Kenbak-1 Relative Jumps


Introduction to Kenbak-1 Relative Jumps

Kenbak-1 Relative Jumps will jump to a location relative to the program counter. Really, there is no relative jump instruction. Therefore, if we require a relative jump we will do this with the JPI (Indirect Jump) instruction.

The advantage of relative jumps is that we can jump to a memory location no matter where the user loaded the program into memory. Really, we can do the same with relative addressing by referencing a memory location. We have to be careful with memory in the Kenbak-1 though. If we start writing programs that write programs, then we can run out of memory in the Kenbak-1 very fast. Additionally, this is confusing. We can’t make everything “dummy-proof” in the Kenbak-1. It was 1971. Users were fine with just following written instructions on what they needed to do to make a program run.

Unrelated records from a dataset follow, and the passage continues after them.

//! Verification token manager.
//!
//! Issues and validates purpose-scoped, expiring tokens used for email
//! confirmation and password recovery. Tokens are opaque random values; only
//! their SHA-256 digest is stored, embedded on the subject's user record.
//! Re-issuing a token for a subject overwrites (supersedes) any prior
//! unconsumed token.
//!
//! The manager answers exactly one question: "is this token good". What a
//! good token authorizes (marking the principal verified, minting a temporary
//! credential) stays with the caller.

use anyhow::{Context, Result};
use base64ct::{Base64UrlUnpadded, Encoding};
use rand::{rngs::OsRng, RngCore};
use sha2::{Digest, Sha256};
use std::sync::Arc;
use std::time::SystemTime;
use thiserror::Error;
use uuid::Uuid;

use crate::store::{StoreError, TokenPurpose, UserStore, UserUpdate, VerificationEntry};

#[derive(Debug, Error)]
pub enum VerificationError {
    /// Not-found and expired are deliberately collapsed into one user-facing
    /// error so callers cannot probe which tokens ever existed.
    #[error("invalid or expired token")]
    InvalidOrExpired,
    #[error(transparent)]
    Store(#[from] StoreError),
}

/// A freshly issued token. `token` is the raw value destined for the
/// verification email; it is never persisted.
#[derive(Debug)]
pub struct IssuedToken {
    pub token: String,
    pub purpose: TokenPurpose,
    pub expires_at: i64,
}

pub struct VerificationTokens {
    store: Arc<dyn UserStore>,
    ttl_seconds: i64,
}

impl VerificationTokens {
    #[must_use]
    pub fn new(store: Arc<dyn UserStore>, ttl_seconds: i64) -> Self {
        Self { store, ttl_seconds }
    }

    /// Issue a token for `user_id`, superseding any previous one.
    ///
    /// # Errors
    /// Returns an error if token generation fails, the store is unreachable,
    /// or the subject does not exist.
    pub async fn issue(&self, user_id: Uuid, purpose: TokenPurpose) -> Result<IssuedToken> {
        let token = generate_token()?;
        let expires_at = now_unix_seconds() + self.ttl_seconds;
        let entry = VerificationEntry {
            value_hash: hash_token(&token),
            purpose,
            expires_at,
        };
        let updated = self
            .store
            .update_user(user_id, UserUpdate::new().with_verification(Some(entry)))
            .await
            .context("failed to persist verification token")?;
        if updated.is_none() {
            anyhow::bail!("verification token subject not found: {user_id}");
        }
        Ok(IssuedToken {
            token,
            purpose,
            expires_at,
        })
    }

    /// Validate a raw token value and return the subject it belongs to.
    ///
    /// # Errors
    /// Returns [`VerificationError::InvalidOrExpired`] when no live token
    /// matches, or a store error when the lookup itself fails.
    pub async fn validate(&self, token: &str) -> Result<Uuid, VerificationError> {
        let value_hash = hash_token(token);
        let user = self
            .store
            .find_user_by_verification_hash(&value_hash, now_unix_seconds())
            .await?;
        user.map(|record| record.id)
            .ok_or(VerificationError::InvalidOrExpired)
    }
}

/// Unix seconds, saturating instead of panicking on clock weirdness.
#[must_use]
pub fn now_unix_seconds() -> i64 {
    SystemTime::now()
        .duration_since(SystemTime::UNIX_EPOCH)
        .map(|d| i64::try_from(d.as_secs()).unwrap_or(i64::MAX))
        .unwrap_or(0)
}

/// Generate an opaque URL-safe token value.
///
/// # Errors
/// Returns an error if the OS entropy source fails.
pub fn generate_token() -> Result<String> {
    let mut bytes = [0u8; 32];
    OsRng
        .try_fill_bytes(&mut bytes)
        .context("failed to generate verification token")?;
    Ok(Base64UrlUnpadded::encode_string(&bytes))
}

/// Digest a token value for storage; raw tokens never touch the store.
#[must_use]
pub fn hash_token(token: &str) -> Vec<u8> {
    let mut hasher = Sha256::new();
    hasher.update(token.as_bytes());
    hasher.finalize().to_vec()
}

For example, if you want to use the same routine in multiple programs you could use relative addressing. Then you can just paste the code throughout your programs without having to change the addresses every time.

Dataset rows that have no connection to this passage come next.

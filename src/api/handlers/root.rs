use axum::response::IntoResponse;

// axum handler for the application root, reachable only through the gate
pub async fn root() -> impl IntoResponse {
    "Welcome"
}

In this post, we’ll just do a simple demonstration of how we would create a relative jump. Once again, I’ll build this project on the Kenbak-1 Web Emulator. You can use it just the same on the Kenbakuino. I’ll show the octal dump at the end of this post. That way, you can just paste it into your terminal. Another option is to enter the program manually through the front panel buttons.

Initialize Your Registers

I like to start off every project by initializing the registers. We’ll load A, B, and X with zeros, and then we’ll write a 004 to the program counter. That way, your program starts at cell #004.

Next, I always set the registers to zero through program code. The reason for this is that if we ever want to reset the variables to zero, the code is already in place. Additionally, if someone changed the values while the program was not running, we are sure they are all set to zero.

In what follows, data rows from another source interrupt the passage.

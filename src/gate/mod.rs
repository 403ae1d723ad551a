//! Global admission control.
//!
//! Every inbound request passes through [`admission_gate`] before routing.
//! The gate consults the [`SessionLedger`] head: with no queued token only
//! the entry paths pass, with an admitted head everything but the entry
//! paths passes, and a stale head (no registry match) is evicted and the
//! request bounced to sign-in. Verification and recovery paths are exempt so
//! a locked-out user can still complete those flows.

pub mod expiry;
pub mod ledger;

use axum::{
    extract::{Extension, Request},
    middleware::Next,
    response::{IntoResponse, Redirect, Response},
};
use std::sync::Arc;
use tracing::{debug, info};

use crate::store::UserStore;
pub use expiry::ExpiryTimer;
pub use ledger::{AdmitOutcome, GateState, SessionLedger, SessionRecord};

/// Paths that bypass the gate entirely (case-insensitive exact match).
const EXEMPT_PATHS: &[&str] = &["/verify-email", "/resend-verification", "/recoverpass"];

/// Paths a signed-out visitor may reach; an admitted one is bounced to root.
const ENTRY_PATHS: &[&str] = &["/signin", "/signup"];

const SIGNIN_REDIRECT: &str = "/signin";
const ROOT_REDIRECT: &str = "/";

fn is_exempt(path: &str) -> bool {
    EXEMPT_PATHS.iter().any(|p| path.eq_ignore_ascii_case(p))
}

fn is_entry(path: &str) -> bool {
    ENTRY_PATHS.iter().any(|p| path.eq_ignore_ascii_case(p))
}

/// Gate outcome for one request.
#[derive(Debug, Clone, Copy, PartialEq, Eq)]
pub enum GateDecision {
    Pass,
    Redirect(&'static str),
}

/// Shared admission state: the ledger, its expiry timer, and the store used
/// for durable-copy cleanup on stale evictions.
pub struct Gate {
    ledger: Arc<SessionLedger>,
    timer: Arc<ExpiryTimer>,
    store: Arc<dyn UserStore>,
}

impl Gate {
    #[must_use]
    pub fn new(
        ledger: Arc<SessionLedger>,
        timer: Arc<ExpiryTimer>,
        store: Arc<dyn UserStore>,
    ) -> Self {
        Self {
            ledger,
            timer,
            store,
        }
    }

    #[must_use]
    pub fn ledger(&self) -> &Arc<SessionLedger> {
        &self.ledger
    }

    #[must_use]
    pub fn timer(&self) -> &Arc<ExpiryTimer> {
        &self.timer
    }

    #[must_use]
    pub fn store(&self) -> &Arc<dyn UserStore> {
        &self.store
    }

    /// Evaluate one request path against the current gate state.
    pub async fn evaluate(&self, path: &str) -> GateDecision {
        if is_exempt(path) {
            return GateDecision::Pass;
        }

        let decision = match self.ledger.check_head().await {
            GateState::NoSession => {
                debug!(path, "no admitted session");
                if is_entry(path) {
                    GateDecision::Pass
                } else {
                    GateDecision::Redirect(SIGNIN_REDIRECT)
                }
            }
            GateState::Admitted => {
                if is_entry(path) {
                    GateDecision::Redirect(ROOT_REDIRECT)
                } else {
                    GateDecision::Pass
                }
            }
            GateState::Stale { evicted } => {
                info!(path, "stale session head evicted");
                let store = Arc::clone(&self.store);
                // Off the request path; the redirect does not wait on the store.
                tokio::spawn(async move {
                    if let Err(err) = store.delete_session_token(&evicted).await {
                        tracing::error!("failed to delete stale session token copy: {err}");
                    }
                });
                GateDecision::Redirect(SIGNIN_REDIRECT)
            }
        };

        if !self.ledger.is_empty().await {
            self.timer.ensure_armed();
        }

        decision
    }
}

/// Axum middleware wrapping [`Gate::evaluate`]; redirects short-circuit the
/// handler chain.
pub async fn admission_gate(
    Extension(gate): Extension<Arc<Gate>>,
    request: Request,
    next: Next,
) -> Response {
    let path = request.uri().path().to_owned();
    match gate.evaluate(&path).await {
        GateDecision::Pass => next.run(request).await,
        GateDecision::Redirect(target) => Redirect::to(target).into_response(),
    }
}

Let’s look at our programming worksheet for our load instructions:

INIT:
000: 000 000 000 004

RESTART
004: 023 000 LDA 000
006: 123 000 LDB 000
010: 223 000 LDX 000

Build the Jump Location, and Jump to a Relative Address

In this logic, we will not be jumping to a memory cell directly. We will use an indirect jump. Before we utilize the indirect jump, we must build the address for the cell we wish to jump to. We’ll do this through the accumulator. We’ll simply load the accumulator with the program counter. After that, we’ll add an offset. The end result should be an address that we desire the program to jump to.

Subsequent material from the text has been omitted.